### Required work
The listing needs restating word for word.

[[ Source data open ]]

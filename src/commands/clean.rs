//! Remove generated files

use anyhow::Result;
use std::fs;

use crate::generator::POSTS_DATA_FILE;
use crate::Blog;

/// Delete the post data set and the feed from the public directory
///
/// The rest of the public directory belongs to the site renderer and is left
/// alone.
pub fn run(blog: &Blog) -> Result<()> {
    let outputs = [
        blog.public_dir.join(POSTS_DATA_FILE),
        blog.public_dir.join(&blog.config.feed.path),
    ];

    for path in outputs {
        if path.exists() {
            fs::remove_file(&path)?;
            tracing::info!("Deleted: {:?}", path);
        }
    }

    Ok(())
}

[[ Source data closed ]]

### Response to the exercise
filename src/commands/clean.rs
//! Remove generated files

use anyhow::Result;
use std::fs;

use crate::generator::POSTS_DATA_FILE;
use crate::Blog;

/// Delete the post data set and the feed from the public directory
///
/// The rest of the public directory belongs to the site renderer and is left
/// alone.
pub fn run(blog: &Blog) -> Result<()> {
    let outputs = [
        blog.public_dir.join(POSTS_DATA_FILE),
        blog.public_dir.join(&blog.config.feed.path),
    ];

    for path in outputs {
        if path.exists() {
            fs::remove_file(&path)?;
            tracing::info!("Deleted: {:?}", path);
        }
    }

    Ok(())
}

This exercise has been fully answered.